▶ _WHAT THE TASK ASKS_
Return the lines below in which the string "next" occurs.
*** DATA EXTRACTS ***
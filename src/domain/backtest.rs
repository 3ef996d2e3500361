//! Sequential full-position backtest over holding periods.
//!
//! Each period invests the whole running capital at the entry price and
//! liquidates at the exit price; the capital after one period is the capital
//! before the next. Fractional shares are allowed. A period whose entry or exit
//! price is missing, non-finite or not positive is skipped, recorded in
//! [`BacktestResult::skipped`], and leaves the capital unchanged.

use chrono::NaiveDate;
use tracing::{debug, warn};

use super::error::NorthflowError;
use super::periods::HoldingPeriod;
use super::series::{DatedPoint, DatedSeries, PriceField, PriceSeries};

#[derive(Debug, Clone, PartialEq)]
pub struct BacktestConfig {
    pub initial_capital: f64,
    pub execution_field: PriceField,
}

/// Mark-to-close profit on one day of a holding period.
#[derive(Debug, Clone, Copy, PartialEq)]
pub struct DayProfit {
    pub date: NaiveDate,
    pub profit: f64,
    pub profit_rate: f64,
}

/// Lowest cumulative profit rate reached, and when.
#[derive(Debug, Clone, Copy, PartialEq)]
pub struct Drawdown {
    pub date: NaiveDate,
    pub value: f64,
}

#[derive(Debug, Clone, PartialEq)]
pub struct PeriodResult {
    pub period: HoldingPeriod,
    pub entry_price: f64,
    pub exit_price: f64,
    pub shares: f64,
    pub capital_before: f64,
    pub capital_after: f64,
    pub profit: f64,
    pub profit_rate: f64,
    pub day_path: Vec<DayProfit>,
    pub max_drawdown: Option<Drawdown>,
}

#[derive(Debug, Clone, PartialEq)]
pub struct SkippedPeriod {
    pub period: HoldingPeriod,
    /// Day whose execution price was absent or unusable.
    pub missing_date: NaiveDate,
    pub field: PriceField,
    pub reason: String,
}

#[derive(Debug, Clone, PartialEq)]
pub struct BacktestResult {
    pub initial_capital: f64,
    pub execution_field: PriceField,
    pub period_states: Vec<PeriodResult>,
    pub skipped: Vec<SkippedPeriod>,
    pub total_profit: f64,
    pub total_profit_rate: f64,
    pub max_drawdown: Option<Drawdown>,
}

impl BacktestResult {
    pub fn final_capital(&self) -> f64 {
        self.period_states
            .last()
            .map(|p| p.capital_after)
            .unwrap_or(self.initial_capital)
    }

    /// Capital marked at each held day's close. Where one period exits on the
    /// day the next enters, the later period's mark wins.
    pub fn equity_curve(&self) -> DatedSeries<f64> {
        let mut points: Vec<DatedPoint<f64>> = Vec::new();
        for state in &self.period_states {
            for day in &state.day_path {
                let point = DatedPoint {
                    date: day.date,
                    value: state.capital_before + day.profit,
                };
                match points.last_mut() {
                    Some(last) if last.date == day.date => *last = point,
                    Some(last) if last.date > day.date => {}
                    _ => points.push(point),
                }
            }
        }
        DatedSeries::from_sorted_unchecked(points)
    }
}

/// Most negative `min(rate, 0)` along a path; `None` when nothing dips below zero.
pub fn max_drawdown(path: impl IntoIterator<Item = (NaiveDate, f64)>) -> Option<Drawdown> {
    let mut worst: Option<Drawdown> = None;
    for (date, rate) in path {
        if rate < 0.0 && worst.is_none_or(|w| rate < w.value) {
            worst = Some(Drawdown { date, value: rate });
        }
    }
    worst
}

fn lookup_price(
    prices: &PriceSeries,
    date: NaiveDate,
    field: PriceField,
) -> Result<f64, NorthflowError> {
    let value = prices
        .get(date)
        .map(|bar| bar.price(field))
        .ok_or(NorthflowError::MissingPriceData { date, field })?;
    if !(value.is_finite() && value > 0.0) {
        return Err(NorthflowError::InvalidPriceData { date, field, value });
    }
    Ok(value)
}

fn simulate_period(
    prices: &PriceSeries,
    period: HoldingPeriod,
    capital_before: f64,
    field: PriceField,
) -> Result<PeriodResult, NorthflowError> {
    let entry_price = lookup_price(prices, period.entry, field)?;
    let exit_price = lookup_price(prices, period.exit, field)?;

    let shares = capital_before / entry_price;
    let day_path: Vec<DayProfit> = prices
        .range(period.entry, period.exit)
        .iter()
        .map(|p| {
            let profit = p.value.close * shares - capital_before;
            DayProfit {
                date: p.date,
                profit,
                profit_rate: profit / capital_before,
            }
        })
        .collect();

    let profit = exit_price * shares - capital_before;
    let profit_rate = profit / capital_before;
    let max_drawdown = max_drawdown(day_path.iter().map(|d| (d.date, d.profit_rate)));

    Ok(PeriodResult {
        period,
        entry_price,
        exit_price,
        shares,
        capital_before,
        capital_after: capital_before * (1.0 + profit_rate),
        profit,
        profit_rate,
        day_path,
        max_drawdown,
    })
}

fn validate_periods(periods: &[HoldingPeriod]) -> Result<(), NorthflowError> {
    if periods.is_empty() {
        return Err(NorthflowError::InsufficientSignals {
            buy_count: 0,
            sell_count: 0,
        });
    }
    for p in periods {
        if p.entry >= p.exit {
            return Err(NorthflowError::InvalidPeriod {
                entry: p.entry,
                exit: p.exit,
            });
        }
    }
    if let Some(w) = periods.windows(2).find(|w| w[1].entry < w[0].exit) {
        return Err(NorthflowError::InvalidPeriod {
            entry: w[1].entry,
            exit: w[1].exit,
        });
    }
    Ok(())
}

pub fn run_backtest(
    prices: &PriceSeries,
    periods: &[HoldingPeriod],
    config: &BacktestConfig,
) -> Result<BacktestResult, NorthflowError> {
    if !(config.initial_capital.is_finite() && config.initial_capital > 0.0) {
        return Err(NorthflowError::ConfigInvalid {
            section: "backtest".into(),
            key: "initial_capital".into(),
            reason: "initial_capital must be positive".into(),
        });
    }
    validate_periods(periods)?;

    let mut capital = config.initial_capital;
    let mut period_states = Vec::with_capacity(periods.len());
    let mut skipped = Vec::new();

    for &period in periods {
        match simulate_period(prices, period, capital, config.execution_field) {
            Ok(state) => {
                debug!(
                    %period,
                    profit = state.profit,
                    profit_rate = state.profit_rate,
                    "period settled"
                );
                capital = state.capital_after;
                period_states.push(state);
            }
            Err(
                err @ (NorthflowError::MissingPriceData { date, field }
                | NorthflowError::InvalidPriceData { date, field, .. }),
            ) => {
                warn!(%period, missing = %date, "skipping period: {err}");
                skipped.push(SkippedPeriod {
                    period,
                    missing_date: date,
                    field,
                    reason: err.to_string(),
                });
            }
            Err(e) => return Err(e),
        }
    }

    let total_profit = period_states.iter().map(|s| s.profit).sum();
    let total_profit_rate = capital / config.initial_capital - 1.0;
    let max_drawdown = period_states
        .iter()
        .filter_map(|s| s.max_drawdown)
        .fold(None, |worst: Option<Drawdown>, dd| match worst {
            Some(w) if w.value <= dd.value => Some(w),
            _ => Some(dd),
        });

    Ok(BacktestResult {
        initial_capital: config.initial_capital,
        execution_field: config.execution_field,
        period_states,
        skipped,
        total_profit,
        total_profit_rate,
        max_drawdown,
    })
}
***
*** DATA EXTRACTS ***
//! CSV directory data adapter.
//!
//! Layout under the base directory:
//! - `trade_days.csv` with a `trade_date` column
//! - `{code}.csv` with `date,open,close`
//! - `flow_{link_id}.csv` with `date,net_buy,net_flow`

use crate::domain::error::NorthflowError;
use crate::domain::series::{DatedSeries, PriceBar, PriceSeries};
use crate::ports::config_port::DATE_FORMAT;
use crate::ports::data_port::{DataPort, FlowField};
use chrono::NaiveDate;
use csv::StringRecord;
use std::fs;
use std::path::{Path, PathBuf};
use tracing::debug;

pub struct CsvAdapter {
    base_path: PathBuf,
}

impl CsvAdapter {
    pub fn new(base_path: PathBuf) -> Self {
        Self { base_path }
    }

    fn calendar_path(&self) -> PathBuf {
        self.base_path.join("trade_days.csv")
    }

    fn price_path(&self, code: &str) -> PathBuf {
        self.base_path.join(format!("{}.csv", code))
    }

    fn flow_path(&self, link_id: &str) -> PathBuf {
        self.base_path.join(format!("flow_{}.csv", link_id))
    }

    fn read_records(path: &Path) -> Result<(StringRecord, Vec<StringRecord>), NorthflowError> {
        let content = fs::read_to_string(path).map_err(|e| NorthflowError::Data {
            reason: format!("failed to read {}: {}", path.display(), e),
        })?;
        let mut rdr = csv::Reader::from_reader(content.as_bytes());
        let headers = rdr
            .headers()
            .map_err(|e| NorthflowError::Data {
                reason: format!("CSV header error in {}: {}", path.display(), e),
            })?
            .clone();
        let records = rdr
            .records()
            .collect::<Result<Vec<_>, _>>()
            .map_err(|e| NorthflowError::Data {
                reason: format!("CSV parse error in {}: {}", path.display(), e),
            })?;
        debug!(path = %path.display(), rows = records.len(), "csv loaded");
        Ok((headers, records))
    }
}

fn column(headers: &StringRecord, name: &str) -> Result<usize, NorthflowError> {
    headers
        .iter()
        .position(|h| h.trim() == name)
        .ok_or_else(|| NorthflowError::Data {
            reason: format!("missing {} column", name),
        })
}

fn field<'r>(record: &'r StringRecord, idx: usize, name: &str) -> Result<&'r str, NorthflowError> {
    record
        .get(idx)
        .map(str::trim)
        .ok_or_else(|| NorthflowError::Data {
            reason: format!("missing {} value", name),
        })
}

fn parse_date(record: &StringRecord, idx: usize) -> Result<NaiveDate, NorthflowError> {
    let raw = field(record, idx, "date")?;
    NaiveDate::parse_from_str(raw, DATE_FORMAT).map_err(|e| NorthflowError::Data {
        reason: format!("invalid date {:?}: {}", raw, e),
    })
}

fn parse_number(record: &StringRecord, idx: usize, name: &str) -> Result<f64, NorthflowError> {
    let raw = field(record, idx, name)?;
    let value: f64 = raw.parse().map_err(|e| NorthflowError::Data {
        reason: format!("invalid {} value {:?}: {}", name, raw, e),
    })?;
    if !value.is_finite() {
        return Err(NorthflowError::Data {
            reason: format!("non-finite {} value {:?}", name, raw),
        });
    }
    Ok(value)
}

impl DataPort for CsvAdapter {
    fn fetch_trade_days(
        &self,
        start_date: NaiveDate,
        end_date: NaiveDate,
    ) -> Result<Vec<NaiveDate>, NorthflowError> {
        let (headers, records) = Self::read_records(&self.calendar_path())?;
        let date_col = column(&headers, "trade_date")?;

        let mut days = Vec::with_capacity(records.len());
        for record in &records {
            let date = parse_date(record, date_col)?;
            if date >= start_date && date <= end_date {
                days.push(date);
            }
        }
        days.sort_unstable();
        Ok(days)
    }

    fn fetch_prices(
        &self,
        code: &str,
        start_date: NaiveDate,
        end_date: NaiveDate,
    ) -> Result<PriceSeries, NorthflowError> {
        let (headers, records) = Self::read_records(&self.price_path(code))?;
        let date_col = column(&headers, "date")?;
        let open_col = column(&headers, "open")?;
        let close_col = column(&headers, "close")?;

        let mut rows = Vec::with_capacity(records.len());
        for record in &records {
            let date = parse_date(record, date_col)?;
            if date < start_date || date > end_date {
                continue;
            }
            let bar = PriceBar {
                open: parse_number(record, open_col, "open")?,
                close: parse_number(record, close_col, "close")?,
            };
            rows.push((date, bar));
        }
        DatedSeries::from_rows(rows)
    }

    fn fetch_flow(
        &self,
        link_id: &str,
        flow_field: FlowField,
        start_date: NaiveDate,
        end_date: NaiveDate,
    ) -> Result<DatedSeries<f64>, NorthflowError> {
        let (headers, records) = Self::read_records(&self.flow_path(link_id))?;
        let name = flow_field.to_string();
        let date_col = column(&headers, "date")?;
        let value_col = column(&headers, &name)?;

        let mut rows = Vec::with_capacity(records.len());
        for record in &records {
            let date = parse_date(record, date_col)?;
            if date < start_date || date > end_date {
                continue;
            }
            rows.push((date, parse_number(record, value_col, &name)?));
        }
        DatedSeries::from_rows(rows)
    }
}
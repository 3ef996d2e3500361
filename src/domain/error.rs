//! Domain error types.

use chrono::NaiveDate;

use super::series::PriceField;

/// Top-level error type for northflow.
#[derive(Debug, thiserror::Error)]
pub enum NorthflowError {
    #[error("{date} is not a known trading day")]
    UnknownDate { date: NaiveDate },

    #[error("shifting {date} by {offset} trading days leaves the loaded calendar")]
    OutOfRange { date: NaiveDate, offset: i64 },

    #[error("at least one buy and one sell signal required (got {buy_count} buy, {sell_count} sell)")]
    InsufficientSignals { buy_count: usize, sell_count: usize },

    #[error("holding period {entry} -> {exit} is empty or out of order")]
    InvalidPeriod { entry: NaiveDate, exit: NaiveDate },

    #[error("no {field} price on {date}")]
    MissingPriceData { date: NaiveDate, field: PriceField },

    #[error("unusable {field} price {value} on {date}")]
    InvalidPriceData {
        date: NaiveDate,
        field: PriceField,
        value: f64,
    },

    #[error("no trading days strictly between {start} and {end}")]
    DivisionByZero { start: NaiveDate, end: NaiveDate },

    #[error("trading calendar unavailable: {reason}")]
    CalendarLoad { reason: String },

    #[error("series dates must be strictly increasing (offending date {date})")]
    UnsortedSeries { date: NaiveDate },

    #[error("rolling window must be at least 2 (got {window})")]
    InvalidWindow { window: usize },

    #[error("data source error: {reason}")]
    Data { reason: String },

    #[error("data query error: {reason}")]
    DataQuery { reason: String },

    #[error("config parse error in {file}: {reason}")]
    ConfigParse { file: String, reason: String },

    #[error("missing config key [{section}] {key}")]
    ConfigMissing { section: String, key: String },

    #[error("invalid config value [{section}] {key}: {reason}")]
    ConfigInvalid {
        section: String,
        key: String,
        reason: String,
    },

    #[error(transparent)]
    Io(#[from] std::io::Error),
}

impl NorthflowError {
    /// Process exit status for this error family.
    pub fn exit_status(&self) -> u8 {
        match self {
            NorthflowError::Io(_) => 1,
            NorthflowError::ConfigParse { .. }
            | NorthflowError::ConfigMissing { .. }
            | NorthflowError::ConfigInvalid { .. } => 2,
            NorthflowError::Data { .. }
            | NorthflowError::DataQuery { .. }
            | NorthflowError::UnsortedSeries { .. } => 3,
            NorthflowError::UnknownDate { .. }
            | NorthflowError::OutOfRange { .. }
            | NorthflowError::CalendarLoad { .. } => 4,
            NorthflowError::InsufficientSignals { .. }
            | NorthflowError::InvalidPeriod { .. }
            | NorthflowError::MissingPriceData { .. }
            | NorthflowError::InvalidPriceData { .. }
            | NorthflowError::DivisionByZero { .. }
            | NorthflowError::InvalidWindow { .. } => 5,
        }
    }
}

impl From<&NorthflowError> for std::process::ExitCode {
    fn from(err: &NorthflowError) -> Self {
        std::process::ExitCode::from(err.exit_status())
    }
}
***
▶ _TASK ANSWER_
//! before the next. Fractional shares are allowed. A period whose entry or exit
    /// day the next enters, the later period's mark wins.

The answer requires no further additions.